Nos limites do Céu

        No extremo limite da Terra com o Céu, aportou um peregrino envolto em nevado manto. Irradiava pureza e brandura. A fronte denunciava-lhe a nobreza, pelos raios diamantinos que emitia em todas as direções. Extenso halo de luz assinalava-lhe a presença.

        Recebido pela entidade angélica, que presidia à importante passagem, apresentou sua aspiração máxima: ingressar definitivamente no paraíso, gozar-lhe o descanso beatífico.

         O divino funcionário, embora admirado e reverente perante Espírito tão puro, esboçou o gesto de quem notava alguma falha menos visível ao olhar inexperiente e considerou:

          — Meu irmão, rendo homenagem à alvura de tuas vestes, entretanto, vejamos se já adquiriste a virtude perfeita.  Sorridente, feliz, o viajor vitorioso pôs-se à escuta.

          — Conseguiste entesourar o amor sublime? — perguntou o anjo, respeitoso.

          — Graças a Deus! — informou o interpelado.

          — Edificaste a humildade?

          — Sim.

          — Guardaste a esperança fiel?

          — Todos os dias.

          — Seguiste o bem?

          — Invariavelmente.

          — Cultivaste a pureza?

          — Com zelo extremado.

          — Exemplificaste o trabalho construtivo?

          — Diariamente.

          — Sustentaste a fé?

          — Confiei no Divino Poder, acima de tudo.

          — Ensinaste a verdade e testemunhaste-a?

          — Com todas as minhas forças.

          — Conservaste a paciência?

          — Sem perdê-la jamais.

          — Combateste os vícios em ti mesmo, tais como a vaidade e o orgulho, o egoísmo e o ciúme, a teimosia e a discórdia?

          — Esmeradamente.

          — Guerreaste os males que assolam a vida, como sejam o ódio e a perversidade, a insensatez e a ignorância, a brutalidade e a estupidez?

         — Sempre.

        O anjo interrompeu-se, refletiu longos minutos, como se estivesse em face de grave enigma, e indagou:

        — Meu amigo, já trabalhaste no inferno?

        — Ah! isto não! — respondeu o peregrino, escandalizado. — Como haveria de ser?

        O fiscal da celeste alfândega sorriu, a seu turno, e observou:

        — Falta-te semelhante realização para subir mais alto.

        — Oh! que contrassenso! — aventurou o interessado — como servir entre gênios satânicos, de olhos conturbados pela permanente malícia, de ouvidos atormentados pela gritaria, de mãos atadas pelos impedimentos do mal soberano, de pés cambaleantes sobre o terreno inseguro, com todas as potências da alma perturbadas pelas tentações?

         — Sim, meu amigo — acentuou o preposto divino —, o bem é para salvar o mal, o amor foi criado para que amemos, a sabedoria se destina, em primeiro lugar, ao ignorante.
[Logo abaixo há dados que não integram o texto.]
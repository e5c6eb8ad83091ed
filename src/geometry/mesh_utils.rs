// SPDX-License-Identifier: Apache-2.0
// Copyright (c) 2025 Polyframe Inc.

//! Mesh topology queries: edge counts, neighbours, boundaries

use super::Mesh;
use std::collections::HashMap;

/// Undirected edge, smaller index first
#[derive(Debug, Clone, Copy, PartialEq, Eq, Hash, PartialOrd, Ord)]
pub struct Edge {
    pub v0: usize,
    pub v1: usize,
}

impl Edge {
    pub fn new(v0: usize, v1: usize) -> Self {
        // Always store edges with smaller index first for consistent hashing
        if v0 < v1 {
            Self { v0, v1 }
        } else {
            Self { v0: v1, v1: v0 }
        }
    }
}

/// Count how many faces use each undirected edge
pub fn build_edge_counts(mesh: &Mesh) -> HashMap<Edge, u32> {
    let mut edge_counts: HashMap<Edge, u32> = HashMap::new();

    for face in &mesh.faces {
        for (a, b) in face.edges() {
            *edge_counts.entry(Edge::new(a, b)).or_insert(0) += 1;
        }
    }

    edge_counts
}

/// Check if mesh is manifold (each edge shared by at most 2 faces)
pub fn is_manifold(mesh: &Mesh) -> bool {
    build_edge_counts(mesh).values().all(|&count| count <= 2)
}

/// Check if mesh is closed (each edge shared by exactly 2 faces)
pub fn is_closed(mesh: &Mesh) -> bool {
    build_edge_counts(mesh).values().all(|&count| count == 2)
}

/// Directed boundary edges in face winding order, ordered by face
pub fn boundary_edges(mesh: &Mesh) -> Vec<(usize, usize)> {
    let edge_counts = build_edge_counts(mesh);

    mesh.faces
        .iter()
        .flat_map(|face| face.edges())
        .filter(|&(a, b)| edge_counts.get(&Edge::new(a, b)) == Some(&1))
        .collect()
}

/// Sorted, de-duplicated list of edge-connected neighbours for each vertex
pub fn vertex_neighbors(mesh: &Mesh) -> Vec<Vec<usize>> {
    let mut neighbors: Vec<Vec<usize>> = vec![Vec::new(); mesh.vertex_count()];

    for face in &mesh.faces {
        for (a, b) in face.edges() {
            if a != b {
                neighbors[a].push(b);
                neighbors[b].push(a);
            }
        }
    }

    for list in &mut neighbors {
        list.sort_unstable();
        list.dedup();
    }
    neighbors
}

/// For each face, the faces sharing an edge with it and the shared edge
pub fn face_adjacency(mesh: &Mesh) -> Vec<Vec<(usize, Edge)>> {
    let mut edge_faces: HashMap<Edge, Vec<usize>> = HashMap::new();
    for (face_idx, face) in mesh.faces.iter().enumerate() {
        for (a, b) in face.edges() {
            edge_faces.entry(Edge::new(a, b)).or_default().push(face_idx);
        }
    }

    let mut adjacency: Vec<Vec<(usize, Edge)>> = vec![Vec::new(); mesh.face_count()];
    for (face_idx, face) in mesh.faces.iter().enumerate() {
        for (a, b) in face.edges() {
            let edge = Edge::new(a, b);
            if let Some(others) = edge_faces.get(&edge) {
                for &other in others {
                    if other != face_idx {
                        adjacency[face_idx].push((other, edge));
                    }
                }
            }
        }
    }
    adjacency
}

/// Whether the face walks the edge from `edge.v0` to `edge.v1`
pub fn traverses_forward(face: &super::Face, edge: Edge) -> bool {
    face.edges().any(|(a, b)| a == edge.v0 && b == edge.v1)
}

/// Mesh validation report
#[derive(Debug, Clone)]
pub struct MeshValidation {
    pub is_manifold: bool,
    pub is_closed: bool,
    pub edge_count: usize,
    pub boundary_edge_count: usize,
    pub loose_vertex_count: usize,
}

pub fn validate_mesh(mesh: &Mesh) -> MeshValidation {
    let edge_counts = build_edge_counts(mesh);

    let boundary_edges = edge_counts
        .values()
        .filter(|&&count| count == 1)
        .count();

    let mut used = vec![false; mesh.vertex_count()];
    for face in &mesh.faces {
        for &i in &face.indices {
            if let Some(slot) = used.get_mut(i) {
                *slot = true;
            }
        }
    }

    MeshValidation {
        is_manifold: edge_counts.values().all(|&count| count <= 2),
        is_closed: !edge_counts.is_empty() && edge_counts.values().all(|&count| count == 2),
        edge_count: edge_counts.len(),
        boundary_edge_count: boundary_edges,
        loose_vertex_count: used.iter().filter(|&&u| !u).count(),
    }
}

#[cfg(test)]
mod tests {
    use super::*;
    use crate::geometry::Primitive;

    #[test]
    fn test_cylinder_is_closed() {
        let mesh = Primitive::cylinder(1.0, 2.0, 32).to_mesh();
        assert!(is_manifold(&mesh), "Cylinder should be manifold");
        assert!(is_closed(&mesh), "Cylinder should be closed");
        assert!(boundary_edges(&mesh).is_empty());
    }

    #[test]
    fn test_plane_boundary() {
        let mesh = Primitive::plane(2.0, 3, 3).to_mesh();
        let validation = validate_mesh(&mesh);

        assert!(validation.is_manifold);
        assert!(!validation.is_closed);
        assert_eq!(validation.boundary_edge_count, 12);
        assert_eq!(boundary_edges(&mesh).len(), 12);
        assert_eq!(validation.loose_vertex_count, 0);
    }

    #[test]
    fn test_grid_neighbors() {
        let mesh = Primitive::plane(2.0, 2, 2).to_mesh();
        let neighbors = vertex_neighbors(&mesh);

        // Corner, edge-midpoint and centre of a 3x3 vertex grid
        assert_eq!(neighbors[0].len(), 2);
        assert_eq!(neighbors[1].len(), 3);
        assert_eq!(neighbors[4].len(), 4);
    }

    #[test]
    fn test_icosphere_face_adjacency() {
        let mesh = Primitive::icosphere(1.0, 0).to_mesh();
        let adjacency = face_adjacency(&mesh);
        assert!(adjacency.iter().all(|adj| adj.len() == 3));
    }
}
A maior missão da virtude é eliminar o vício e amparar o viciado. Por isto mesmo, o Céu não perde o inferno de vista…

        E, perante o assombro do ouvinte, rematou:

         — Torna à Terra, desce ao inferno que o homem criou e serve ao Senhor Supremo, voltando depois… Então, cogitaremos da travessia. Lembra-te de que o Sol, situado cerca de cento e cinquenta milhões de quilômetros além do teu mundo, lança raios luminosos e salvadores ao mais profundo abismo planetário...

        Em seguida, o controlador da Porta Celestial cerrou a passagem ligeiramente entreaberta e o peregrino, de capa lirial, espantadiço e desapontado, sentou-se um pouco, a fim de meditar sobre as conquistas que havia feito.